Hog Island Shipyard and Hog Island Ships

Hog Island

Once upon a time, long ago but not so far away there was an island. It was at the confluence of the Schuylkill And Delaware rivers where the current day Philadelphia Airport is located.  It is opposite National Park on the New Jersey side.


A brief history of the island:

     1640 – Swedish settlers banked and diked part of the island so that it would not flood out on high water. They then used the island to raise livestock.

     1680 – The island purchased from the Lenape Indians.

     1810 - About 360 acres reclaimed land available for agricultural use (dairy and livestock).

     1855 – Lack of land maintenance caused deterioration of land for agricultural purpose.

     1894 – Owners of the land, sold the right to dump dredge spoils on the land making it no longer available for agriculture.

     1900 - Covered by about 10 feet of spoils.

     1916 – The government created the United States Shipping Board (USSB) that purchased the land.  Cost, with improvements needed to make it a shipyard, about $65 million.

     1917– USSB contracted with American International Shipbuilding to build a shipyard and construct ships. The shipyard was for 50 shipways along the Delaware River.

     1925 – The creek connecting the island to mainland was filled in.

     1927 – A small part of island used for Philadelphia Municipal Airport. Christened by Charles Lindberg.

     1930 – Purchased by Philadelphia for three million dollars.

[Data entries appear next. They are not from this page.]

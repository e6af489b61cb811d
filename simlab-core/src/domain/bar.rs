//! Bar: one OHLCV sample for one instrument at one timestamp.

use chrono::{DateTime, Utc};
use serde::{Deserialize, Serialize};
use thiserror::Error;

/// Which price of a bar an order fills against.
///
/// Ordered by when the price becomes known within a bar: `Open < Close`.
#[derive(Debug, Clone, Copy, Default, PartialEq, Eq, PartialOrd, Ord, Hash, Serialize, Deserialize)]
#[serde(rename_all = "snake_case")]
pub enum PriceReference {
    Open,
    #[default]
    Close,
}

impl PriceReference {
    pub fn as_str(self) -> &'static str {
        match self {
            PriceReference::Open => "open",
            PriceReference::Close => "close",
        }
    }
}

/// OHLCV bar. `timestamp` is unix seconds, UTC.
///
/// Immutable once produced by a sequencer.
#[derive(Debug, Clone, PartialEq, Serialize, Deserialize)]
pub struct Bar {
    pub timestamp: i64,
    pub symbol: String,
    pub open: f64,
    pub high: f64,
    pub low: f64,
    pub close: f64,
    pub volume: f64,
}

/// Reason a bar is unusable as simulation input.
#[derive(Debug, Clone, Copy, PartialEq, Eq, Error, Serialize, Deserialize)]
#[serde(rename_all = "snake_case")]
pub enum BarDefect {
    #[error("price or volume is NaN or infinite")]
    NonFinite,
    #[error("price is zero or negative")]
    NonPositivePrice,
    #[error("volume is negative")]
    NegativeVolume,
    #[error("open/close outside the low..high range")]
    InvertedRange,
}

impl Bar {
    pub fn new(
        timestamp: i64,
        symbol: impl Into<String>,
        open: f64,
        high: f64,
        low: f64,
        close: f64,
        volume: f64,
    ) -> Self {
        Self {
            timestamp,
            symbol: symbol.into(),
            open,
            high,
            low,
            close,
            volume,
        }
    }

    /// Returns true if any OHLCV field is NaN or infinite.
    pub fn is_void(&self) -> bool {
        [self.open, self.high, self.low, self.close, self.volume]
            .iter()
            .any(|v| !v.is_finite())
    }

    /// Check `low <= {open, close} <= high`, positive prices and non-negative volume.
    pub fn validate(&self) -> Result<(), BarDefect> {
        if self.is_void() {
            return Err(BarDefect::NonFinite);
        }
        if self.low <= 0.0 || self.open <= 0.0 || self.close <= 0.0 || self.high <= 0.0 {
            return Err(BarDefect::NonPositivePrice);
        }
        if self.volume < 0.0 {
            return Err(BarDefect::NegativeVolume);
        }
        let in_range = |p: f64| self.low <= p && p <= self.high;
        if self.low > self.high || !in_range(self.open) || !in_range(self.close) {
            return Err(BarDefect::InvertedRange);
        }
        Ok(())
    }

    pub fn is_valid(&self) -> bool {
        self.validate().is_ok()
    }

    /// The price an order fills against under the given reference.
    pub fn price(&self, reference: PriceReference) -> f64 {
        match reference {
            PriceReference::Open => self.open,
            PriceReference::Close => self.close,
        }
    }

    /// True range relative to a previous close (or high - low without one).
    pub fn true_range(&self, prev_close: Option<f64>) -> f64 {
        let hl = self.high - self.low;
        match prev_close {
            Some(pc) => hl.max((self.high - pc).abs()).max((self.low - pc).abs()),
            None => hl,
        }
    }

    pub fn datetime(&self) -> Option<DateTime<Utc>> {
        DateTime::from_timestamp(self.timestamp, 0)
    }
}

#[cfg(test)]
mod tests {
    use super::*;

    fn sample_bar() -> Bar {
        Bar::new(1_704_153_600, "SPY", 100.0, 105.0, 98.0, 103.0, 50_000.0)
    }

    #[test]
    fn bar_is_valid() {
        assert!(sample_bar().is_valid());
    }

    #[test]
    fn nan_close_is_non_finite() {
        let mut bar = sample_bar();
        bar.close = f64::NAN;
        assert!(bar.is_void());
        assert_eq!(bar.validate(), Err(BarDefect::NonFinite));
    }

    #[test]
    fn negative_price_rejected() {
        let mut bar = sample_bar();
        bar.low = -1.0;
        assert_eq!(bar.validate(), Err(BarDefect::NonPositivePrice));
    }

    #[test]
    fn close_above_high_rejected() {
        let mut bar = sample_bar();
        bar.close = 106.0;
        assert_eq!(bar.validate(), Err(BarDefect::InvertedRange));
    }

    #[test]
    fn negative_volume_rejected() {
        let mut bar = sample_bar();
        bar.volume = -5.0;
        assert_eq!(bar.validate(), Err(BarDefect::NegativeVolume));
    }

    #[test]
    fn reference_price_selects_field() {
        let bar = sample_bar();
        assert_eq!(bar.price(PriceReference::Open), 100.0);
        assert_eq!(bar.price(PriceReference::Close), 103.0);
    }

    #[test]
    fn true_range_uses_previous_close_gap() {
        let bar = sample_bar();
        assert!((bar.true_range(None) - 7.0).abs() < 1e-12);
        assert!((bar.true_range(Some(90.0)) - 15.0).abs() < 1e-12);
    }

    #[test]
    fn datetime_is_utc() {
        let dt = sample_bar().datetime().unwrap();
        assert_eq!(dt.to_rfc3339(), "2024-01-02T00:00:00+00:00");
    }
}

     1937 – 1940 – Construction of Philadelphia International Airport. Opened in 1940. Area along river used as a marine terminal.

USSB and Hog Island

Prior to World War I, ocean commerce was dominated by European controlled merchant ships. With WWI looming and few American controlled merchant ships, Congress created the United States Shipping Board to increase the number of ships. The USSB funded creation of a shipyard on the island for mass production of ships. They created a shipyard of 50 slipways and 7 wet docks. The ship production process utilized subassemblies produced by many subcontractors. The subassemblies were then transported and assembled at the shipyard. It was the biggest shipyard in the world during WWI and employed about 35,000 people. 180 standard design ships were contracted for, 122 ships were completed by 1921 when the shipyard closed. No ships were completed in time to contribute to WWI effort. The ships were used by the American Merchant Marine after the war. About half were sunk in WWII mostly by German submarines.

Hog Island Shipyard along

Delaware River 1919 - 1921


Philadelphia and Hog Island

The land was sold to the City of Philadelphia for $3 million dollars in 1930. The City added more fill and opened up an airport. Part of the land is still used as a marine terminal along the Delaware river. Most of the land is now an international airport.

Hog Island Ships

There were two major designs. A Cargo Ship (design 1022) and a troop transport (design 1024) with some minor variation of individual ships. All were about 448 feet long, 58 feet wide, 23 foot draft and capable of 15 knots. All were oil fired geared steam turbines.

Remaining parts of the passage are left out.